TASK DIRECTIONS:
Below are some records. Copy every line in them that holds "DomainError".

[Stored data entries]

==============================

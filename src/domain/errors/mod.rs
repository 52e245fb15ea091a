// Domain errors - Error types for the domain layer

use thiserror::Error;

/// Domain-specific error types
///
/// Every variant except `BadArgs`, `UnsupportedContainer` and
/// `ConflictingCodecs` is fatal for the file being processed only; the batch
/// driver decides whether to continue with the next file.
#[derive(Debug, Clone, Error, PartialEq)]
pub enum DomainError {
    /// Invalid arguments provided
    #[error("Bad arguments: {0}")]
    BadArgs(String),
    /// File not found
    #[error("File '{0}' does not exist")]
    FileNotFound(String),
    /// File extension is not a known video container
    #[error("File {0} is not a video file")]
    UnsupportedContainer(String),
    /// Both H.265 and VP9 were requested
    #[error("Cannot convert to both H265 and VP9")]
    ConflictingCodecs,
    /// ffprobe failed; carries the tool's diagnostic text verbatim
    #[error("{0}")]
    ProbeFail(String),
    /// No playable video stream
    #[error("No video streams found")]
    NoVideoStreams,
    /// No audio stream
    #[error("No audio streams found")]
    NoAudioStreams,
    /// Neither the container nor the first video stream report a duration
    #[error("Could not calculate video duration")]
    DurationUnknown,
    /// ffmpeg failed
    #[error("ffmpeg failed: {0}")]
    EncodeFail(String),
    /// File system operation failed
    #[error("File system error: {0}")]
    FsFail(String),
}

impl From<std::io::Error> for DomainError {
    fn from(err: std::io::Error) -> Self {
        DomainError::FsFail(err.to_string())
    }
}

==============================

SOLUTION FOR THIS PROBLEM:
pub enum DomainError {
impl From<std::io::Error> for DomainError {
        DomainError::FsFail(err.to_string())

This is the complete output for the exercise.